CFR Pharmaceuticals, now owned by Abbott Laboratories, is a Chilean pharmaceutical company engaged in the development, production, and sale of pharmaceutical drugs in 15 Latin American countries such as Argentina, Bolivia, Chile, Colombia, Costa Rica, Ecuador, Paraguay, Peru, Venezuela and others and in Vietnam in Asia. The company is one of the largest Pharmaceutical companies in Latin America.

==Recalcine division==
Its Recalcine division offers products in various therapeutic areas, including general medicine, pediatrics, gastroenterology, traumatology, otorhinolaryngology, ENT, obesity, infectious diseases, and nutrition for the treatment of acute and acute-chronic symptoms. This segment serves general practitioners, surgeons, pediatricians, gastroenterologists, orthopedic surgeons, rheumatologists, otorhinolaryngologists, pulmonary physicians, obesity specialists, and dieticians.

==Gynopharm division==
The company’s Gynopharm division provides a range of therapeutic options, such as oral contraceptives, hormone replacement therapies, antiandrogens, antioxidants, antifungals, and vitamins for women. Its Drugtech division offers antiepileptics, antidepressants, antipsychotics, and antihypertensives for the treatment of diseases in the areas of cardiology, neurology, psychiatry, and urology.

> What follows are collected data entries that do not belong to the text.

//! Configuration file loading

use super::source::ConfigSource;
use crate::error::{ApiError, ApiResult};
use std::collections::BTreeMap;
use std::path::Path;

/// Flat key/value configuration loaded from a TOML file
///
/// ```toml
/// DM_DATA_API_URL = "https://api.example.com"
/// DM_DATA_API_AUTH_TOKEN = "token"
/// ```
#[derive(Debug, Clone, Default)]
pub struct FileConfig {
    values: BTreeMap<String, String>,
    path: Option<String>,
}

impl FileConfig {
    /// Load configuration from a TOML file
    pub fn load(path: impl AsRef<Path>) -> ApiResult<Self> {
        let path = path.as_ref();
        let content = std::fs::read_to_string(path).map_err(|e| {
            ApiError::config(format!("Failed to read config file {}: {e}", path.display()))
        })?;

        let mut config = Self::from_toml_str(&content).map_err(|e| match e {
            ApiError::Config(msg) => {
                ApiError::config(format!("Failed to parse config file {}: {msg}", path.display()))
            }
            other => other,
        })?;
        config.path = Some(path.display().to_string());
        Ok(config)
    }

    /// Parse configuration from TOML text
    ///
    /// Only top-level scalar values are kept; tables and arrays are ignored.
    pub fn from_toml_str(content: &str) -> ApiResult<Self> {
        let table: toml::Table = toml::from_str(content).map_err(|e| ApiError::config(e.to_string()))?;

        let values = table
            .into_iter()
            .filter_map(|(key, value)| {
                let value = match value {
                    toml::Value::String(s) => s,
                    toml::Value::Integer(i) => i.to_string(),
                    toml::Value::Float(f) => f.to_string(),
                    toml::Value::Boolean(b) => b.to_string(),
                    _ => return None,
                };
                Some((key, value))
            })
            .collect();

        Ok(Self { values, path: None })
    }

    /// Path the configuration was loaded from, if any
    #[must_use]
    pub fn path(&self) -> Option<&str> {
        self.path.as_deref()
    }
}

impl ConfigSource for FileConfig {
    fn get(&self, key: &str) -> Option<String> {
        self.values.get(key).cloned()
    }
}
//! Framework agreements: signing, approval and countersignature

use super::DataApiClient;
use dm_api_core::envelope::Envelope;
use dm_api_core::error::ApiResult;
use serde_json::Value;

impl DataApiClient {
    /// GET /agreements/{id}
    pub fn get_framework_agreement(&self, agreement_id: u64) -> ApiResult<Value> {
        self.client.get(&format!("/agreements/{agreement_id}"))
    }

    /// POST /agreements
    pub fn create_framework_agreement(
        &self,
        supplier_id: u64,
        framework_slug: &str,
        signed_agreement_details: Option<Value>,
        user: Option<&str>,
    ) -> ApiResult<Value> {
        let agreement = Envelope::new()
            .with("supplierId", supplier_id)
            .with("frameworkSlug", framework_slug)
            .with_opt("signedAgreementDetails", signed_agreement_details);
        let body = Envelope::wrap("agreement", agreement).updated_by(self.user(user)?);
        self.client.post("/agreements", body)
    }

    /// POST /agreements/{id}
    pub fn update_framework_agreement(
        &self,
        agreement_id: u64,
        agreement: Value,
        user: Option<&str>,
    ) -> ApiResult<Value> {
        let body = Envelope::wrap("agreement", agreement).updated_by(self.user(user)?);
        self.client.post(&format!("/agreements/{agreement_id}"), body)
    }

    /// Sign an agreement, optionally recording the final signer details
    ///
    /// POST /agreements/{id}/sign
    pub fn sign_framework_agreement(
        &self,
        agreement_id: u64,
        signed_agreement_details: Option<Value>,
        user: Option<&str>,
    ) -> ApiResult<Value> {
        let mut body = Envelope::new().updated_by(self.user(user)?);
        if let Some(details) = signed_agreement_details {
            body = body.with(
                "agreement",
                Envelope::wrap("signedAgreementDetails", details),
            );
        }
        self.client
            .post(&format!("/agreements/{agreement_id}/sign"), body)
    }

    /// POST /agreements/{id}/on-hold
    pub fn put_signed_agreement_on_hold(
        &self,
        agreement_id: u64,
        user: Option<&str>,
    ) -> ApiResult<Value> {
        let body = Envelope::new().updated_by(self.user(user)?);
        self.client
            .post(&format!("/agreements/{agreement_id}/on-hold"), body)
    }

    /// POST /agreements/{id}/approve
    pub fn approve_agreement_for_countersignature(
        &self,
        agreement_id: u64,
        user: Option<&str>,
        user_id: u64,
    ) -> ApiResult<Value> {
        self.approval(agreement_id, user, user_id, false)
    }

    /// Withdraw an approval; the API takes this on the approve endpoint
    pub fn unapprove_agreement_for_countersignature(
        &self,
        agreement_id: u64,
        user: Option<&str>,
        user_id: u64,
    ) -> ApiResult<Value> {
        self.approval(agreement_id, user, user_id, true)
    }

    /// POST /agreements/{id}/undo-countersign
    pub fn update_framework_agreement_undo_countersign(
        &self,
        agreement_id: u64,
        user: Option<&str>,
    ) -> ApiResult<Value> {
        let body = Envelope::new().updated_by(self.user(user)?);
        self.client
            .post(&format!("/agreements/{agreement_id}/undo-countersign"), body)
    }

    fn approval(
        &self,
        agreement_id: u64,
        user: Option<&str>,
        user_id: u64,
        unapprove: bool,
    ) -> ApiResult<Value> {
        let mut agreement = Envelope::new().with("userId", user_id);
        if unapprove {
            agreement = agreement.with("unapprove", true);
        }
        let body = Envelope::wrap("agreement", agreement).updated_by(self.user(user)?);
        self.client
            .post(&format!("/agreements/{agreement_id}/approve"), body)
    }
}
//! Frameworks, their statistics and communication categories

use super::DataApiClient;
use dm_api_core::envelope::Envelope;
use dm_api_core::error::ApiResult;
use serde_json::Value;

/// A framework to be created in the `coming` state
#[derive(Debug, Clone, Default)]
pub struct NewFramework {
    /// Framework slug, e.g. `g-cloud-12`
    pub slug: String,
    /// Display name
    pub name: String,
    /// Family slug, e.g. `g-cloud`
    pub framework: String,
    /// Lot slugs
    pub lots: Vec<String>,
    /// Buyers can award directly
    pub has_direct_award: bool,
    /// Buyers can run further competitions
    pub has_further_competition: bool,
    /// Applications are evaluated
    pub has_evaluation: bool,
    /// Suppliers supply technical ability certificates
    pub has_technical_ability_certificate: bool,
    /// Lots carry pricing
    pub has_lot_pricing: bool,
    /// Clarification questions are accepted
    pub clarification_questions_open: bool,
}

impl NewFramework {
    fn into_envelope(self) -> Envelope {
        Envelope::new()
            .with("slug", self.slug)
            .with("name", self.name)
            .with("framework", self.framework)
            .with("lots", self.lots)
            .with("hasDirectAward", self.has_direct_award)
            .with("hasFurtherCompetition", self.has_further_competition)
            .with("hasEvaluation", self.has_evaluation)
            .with("hasTechnicalAbilityCertificate", self.has_technical_ability_certificate)
            .with("hasLotPricing", self.has_lot_pricing)
            .with("clarificationQuestionsOpen", self.clarification_questions_open)
            .with("status", "coming")
    }
}

impl DataApiClient {
    /// POST /frameworks
    pub fn create_framework(&self, framework: NewFramework, user: Option<&str>) -> ApiResult<Value> {
        let body = Envelope::wrap("frameworks", framework.into_envelope())
            .updated_by(self.user(user)?);
        self.client.post("/frameworks", body)
    }

    /// GET /frameworks/{framework}
    pub fn get_framework(&self, framework_slug: &str) -> ApiResult<Value> {
        self.client.get(&format!("/frameworks/{framework_slug}"))
    }

    /// GET /frameworks
    pub fn find_frameworks(&self) -> ApiResult<Value> {
        self.client.get("/frameworks")
    }

    /// POST /frameworks/{framework}
    pub fn update_framework(
        &self,
        framework_slug: &str,
        frameworks: Value,
        user: Option<&str>,
    ) -> ApiResult<Value> {
        let body = Envelope::wrap("frameworks", frameworks).updated_by(self.user(user)?);
        self.client
            .post(&format!("/frameworks/{framework_slug}"), body)
    }

    /// Suppliers who registered interest in a framework
    pub fn get_interested_suppliers(&self, framework_slug: &str) -> ApiResult<Value> {
        self.client
            .get(&format!("/frameworks/{framework_slug}/interest"))
    }

    /// GET /frameworks/{framework}/stats
    pub fn get_framework_stats(&self, framework_slug: &str) -> ApiResult<Value> {
        self.client
            .get(&format!("/frameworks/{framework_slug}/stats"))
    }

    /// Open a new Digital Outcomes and Specialists iteration and close the old one
    ///
    /// POST /frameworks/transition-dos/{framework}
    pub fn transition_dos_framework(
        &self,
        framework_slug: &str,
        expiring_framework_slug: &str,
        user: Option<&str>,
    ) -> ApiResult<Value> {
        let body = Envelope::new()
            .with("expiringFramework", expiring_framework_slug)
            .updated_by(self.user(user)?);
        self.client
            .post(&format!("/frameworks/transition-dos/{framework_slug}"), body)
    }

    /// POST /frameworks/{framework}/communication-category
    pub fn update_framework_communication_category(
        &self,
        framework_slug: &str,
        communication_categories: Value,
        user: Option<&str>,
    ) -> ApiResult<Value> {
        let body = Envelope::wrap("communicationCategories", communication_categories)
            .updated_by(self.user(user)?);
        self.client.post(
            &format!("/frameworks/{framework_slug}/communication-category"),
            body,
        )
    }

    /// DELETE /frameworks/{framework}/communication-category
    pub fn delete_framework_communication_category(
        &self,
        framework_slug: &str,
        communication_category: &str,
        user: Option<&str>,
    ) -> ApiResult<Value> {
        let body = Envelope::new()
            .with("communicationCategory", communication_category)
            .updated_by(self.user(user)?);
        self.client.delete(
            &format!("/frameworks/{framework_slug}/communication-category"),
            Some(body.into()),
        )
    }
}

==Complex Injectable division==
The company’s Complex Injectable division develops injectable products for the infectious diseases, anesthesia, cardiology, and critical care areas. Its Biomedical Sciences division offers products in various therapeutic areas, such as oncology, organ transplant, dialysis, cancer, diabetes, and autoimmune diseases.

==K2 division==
The company’s K2 division provides self-medicated and personal care products. Its Mediderm division offers dermatology-related treatment products comprising anti-acne products, topical antibiotic therapy, topical corticoid therapy, oral herpes medication, topical immunomodulator medication, antifungals, and hair loss products.

==Abbott Laboratories==
On 16 May 2014 it was announced that the company would be acquired by Abbott Laboratories for $2.9 billion.